When viewing a contractor’s past work on site, keep in mind that each tile is exactly the same size as the next. Look for consistent spacing between joints. Look down grout lines to be sure they’re perfectly straight.Focus on the bathroom layout next. Is it balanced?

A good tiler begins in the centre of a room so cut tiles at opposite ends of the pattern end up the same size. Also check doorways, windows and corners — especially odd-shaped angles in the skirting board or trim. Finish your inspection by checking the sanitary-ware and walls to be sure they’re free of splashed grout or water stains.

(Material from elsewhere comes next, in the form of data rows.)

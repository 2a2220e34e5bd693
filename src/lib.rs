//! # preflop_scenario
//!
//! The action-sequencing core of a preflop scenario builder.
//!
//! A scenario is a multi-player decision tree describing how a hand plays out
//! before the flop: who opens, who calls, who re-raises and who folds. Each
//! decision point ("node") belongs to one seat, can be flagged as the
//! trainee's own seat, and can be linked to a range held elsewhere.
//!
//! ## How it works
//!
//! 1. Create a [`Scenario`] from a [`ScenarioRequest`] — every seat of the
//!    table format gets a first-round node and UTG becomes active.
//! 2. Call [`Scenario::apply_action`] for the active node. The engine logs the
//!    declaration, resolves a default raise size when none is given, and
//!    activates the next seat with its legal actions.
//! 3. When the big blind closes the first round, seats that only limped,
//!    called or opened before the last raise get a second-round node.
//! 4. [`Scenario::rewind`] undoes a past decision: everything after it for a
//!    first-round node, just that node for a second-round one.
//!
//! ## Key features
//!
//! - **Single active node**: exactly one node (or none once complete) is ever
//!   waiting on a declaration, and seats act in table order.
//! - **Replayable log**: the action log alone rebuilds the node store, which is
//!   also how stored snapshots are validated on load.
//! - **Swappable sizing**: default sizes come from a [`SizingTable`] that can
//!   be loaded from JSON via [`EngineConfig`].
//!
//! ## Quick start
//!
//! ```rust
//! use preflop_scenario::{Action, NodeId, Position, Round, Scenario, ScenarioRequest};
//!
//! let mut scenario = Scenario::new(ScenarioRequest::new("UTG open, CO 3-bet").with_seed(7));
//! let seat = |p| NodeId::new(&Round::Initial, p);
//!
//! scenario.apply_action(&seat(Position::UTG), Action::Open, None)?;
//! scenario.apply_action(&seat(Position::HJ), Action::Fold, None)?;
//! scenario.apply_action(&seat(Position::CO), Action::ThreeBet, Some(8.0))?;
//!
//! let active = scenario.active_node().expect("BTN is next");
//! assert_eq!(active.seat, Position::BTN);
//! println!("{}", scenario.action_line());
//! # Ok::<(), preflop_scenario::EngineError>(())
//! ```

pub mod scenario_engine;

// Convenience re-exports so callers can use `preflop_scenario::Scenario`
// directly without reaching into `scenario_engine::`.
pub use scenario_engine::{
    plan_action, to_ui_state, Action, ActionContext, ActionEntry, Activation, ConfigError,
    DecisionNode, EngineConfig, EngineError, InMemoryStore, JsonFileStore, LegalActions, NodeId,
    NodeMeta, NodeState, NodeStore, Position, RangeRef, Round, SaveIssue, Scenario, ScenarioRequest,
    ScenarioSnapshot, ScenarioStore, SizingRow, SizingTable, StoreError, TableFormat, Transition,
};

Another way to qualify tilers: Ask if you can stop by a current job site. Once you’re there, get a sense of how organised the project appears. Because tilers have to work quickly to take advantage of mortars and adhesives with short drying times, neatness counts. Check that the tiler uses some type of plastic dust containment to seal the work area from the rest of the house. Also see that the contractor protects wood trim, a bathtub or an appliance with tape.

Pricing and estimation?

Beware of the temptation to go for the cheapest price. There is no need to pay above the going rate for quality work but anything that sounds cheap usually ends up not only cheap but nasty. The cost of redoing bathroom and tiling works is quite significant and could result in severe delays to project delivery. Take with a pinch of salt, anybody boasting about being cheaper than the rest or having a friend that can supply top quality tiles for a less. In the current climate most good quality contractors are busy and may not be available in the short term. They very rarely negotiate on the price.

Make sure that the price includes any preparatory works including removing all units and tiles and protecting the area. It is also important that the price includes protecting the rest of the property from damage or dust.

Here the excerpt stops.